The centrepiece of World-Wide Earthquake Locator is the dynamic web map. It displays recent earthquake-occurrence information provided by the U.S. Geological Survey (USGS), as well as weekly updates on volcano activity by the Smithsonian Institute. Furthermore, it is possible to query our database for past earthquakes and volcanoes.
The focus of the current version of this project is to strengthen the human geography dimension of World-Wide Earthquake Locator. By enabling a combined population density and poverty level overlay, these earthquakes can be examined from the perspective of disaster management, as well as geological or geophysical phenomena.
The individual sections on earthquakes and volcanoes will provide further background information and recent reports, once completed.

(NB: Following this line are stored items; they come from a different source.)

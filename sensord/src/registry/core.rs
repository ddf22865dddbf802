//! Registry root task

use std::collections::HashMap;

use futures::future::join_all;
use tokio::sync::mpsc;
use tracing::{debug, info, warn};

use crate::actor::{ActorId, Lifeline, Monitor};
use crate::device::TrackDevice;
use crate::group::{GroupHandle, GroupMessage, GroupRegistrar};

use super::config::RegistryConfig;
use super::handle::RegistryHandle;
use super::messages::{RegistryMessage, ReplyGroupList};

/// Root of the registry tree: one registrar per group id
pub struct Registry {
    config: RegistryConfig,
    group_id_to_group: HashMap<String, GroupHandle>,
    actor_to_group_id: HashMap<ActorId, String>,
    monitor: Monitor<RegistryMessage>,
    rx: mpsc::Receiver<RegistryMessage>,
    lifeline: Lifeline,
}

impl Registry {
    /// Spawn the root task and return its handle
    pub fn spawn(config: RegistryConfig) -> RegistryHandle {
        let (tx, rx) = mpsc::channel(config.mailbox_buffer);
        let (lifeline, exit) = Lifeline::new(ActorId::next());

        let handle = RegistryHandle::new(tx.clone(), exit);
        let registry = Self {
            config,
            group_id_to_group: HashMap::new(),
            actor_to_group_id: HashMap::new(),
            monitor: Monitor::new(&tx),
            rx,
            lifeline,
        };
        tokio::spawn(registry.run());

        handle
    }

    async fn run(mut self) {
        info!(actor = %self.lifeline.id(), "DeviceManager started");

        while let Some(msg) = self.rx.recv().await {
            match msg {
                RegistryMessage::TrackDevice(track) => self.on_track_device(track),

                RegistryMessage::ListGroups { request_id, reply_to } => {
                    let reply = ReplyGroupList {
                        request_id,
                        group_ids: self.group_id_to_group.keys().cloned().collect(),
                    };
                    reply_to.send(reply).await;
                }

                RegistryMessage::GetGroup { group_id, reply_to } => {
                    let group = self
                        .group_id_to_group
                        .get(&group_id)
                        .filter(|group| !group.has_exited())
                        .cloned();
                    reply_to.send(group).await;
                }

                RegistryMessage::GroupTerminated { group } => self.on_group_terminated(group),

                RegistryMessage::Stop => {
                    debug!("Stop requested");
                    break;
                }
            }
        }

        self.stop_groups().await;
        self.lifeline.exit();
        info!("DeviceManager stopped");
    }

    fn on_track_device(&mut self, track: TrackDevice) {
        let existing = self.group_id_to_group.get(&track.group_id).cloned();
        let group = match existing {
            Some(group) if !group.has_exited() => group,
            Some(stale) => {
                self.forget(stale.id());
                self.create_group(&track.group_id)
            }
            None => self.create_group(&track.group_id),
        };

        let group_id = track.group_id.clone();
        if let Err(e) = group.try_send(GroupMessage::TrackDevice(track)) {
            warn!(%group_id, error = %e, "Failed to forward TrackDevice");
        }
    }

    fn create_group(&mut self, group_id: &str) -> GroupHandle {
        info!(%group_id, "Creating group registrar");
        let group = GroupRegistrar::spawn(group_id, self.config.clone());
        self.monitor
            .watch(group.exit_watch(), |group| RegistryMessage::GroupTerminated { group });
        self.group_id_to_group.insert(group_id.to_string(), group.clone());
        self.actor_to_group_id.insert(group.id(), group_id.to_string());
        group
    }

    fn on_group_terminated(&mut self, group: ActorId) {
        match self.actor_to_group_id.get(&group) {
            Some(group_id) => {
                info!(%group_id, "Device group registrar has been terminated");
                self.forget(group);
            }
            None => debug!(%group, "Ignoring notice for an untracked group"),
        }
    }

    fn forget(&mut self, group: ActorId) {
        self.monitor.unwatch(group);
        if let Some(group_id) = self.actor_to_group_id.remove(&group) {
            self.group_id_to_group.remove(&group_id);
        }
    }

    async fn stop_groups(&mut self) {
        let groups: Vec<GroupHandle> = self.group_id_to_group.drain().map(|(_, group)| group).collect();
        self.actor_to_group_id.clear();

        for group in &groups {
            let _ = group.stop().await;
        }
        join_all(groups.iter().map(GroupHandle::stopped)).await;
    }
}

The World-Wide Earthquake Locator was originally developed by Bruce Gittings of the School of GeoScience at the University of Edinburgh in 1994-95 and it became an early illustration of a real-time Geographical Information System which makes use the internet World-Wide Web and the internet to map dynamic phenomena.
The original system used data available from the National Earthquake Information Center (NEIC), part of the U.S. Geological Survey (USGS). This data provides basic information about earthquakes within hours of them taking place. In reponse to a query, the data was dynamically accessed from a USGS server in Golden, Colorado. The data was then processed into an appropriate format in Edinburgh and finally displayed using the Xerox PARC Map Viewer based in Palo Alto, California again in the USA. Read the complete justification for the original Earthquake Locator.
The Locator has been subsequently developed through student projects by A. Story (2003), E. Kleiser (2004), E. Csete (2005), R. Sui (2008), and A. Campbell (2010). The latest version has been created by Christian Boermel (2012).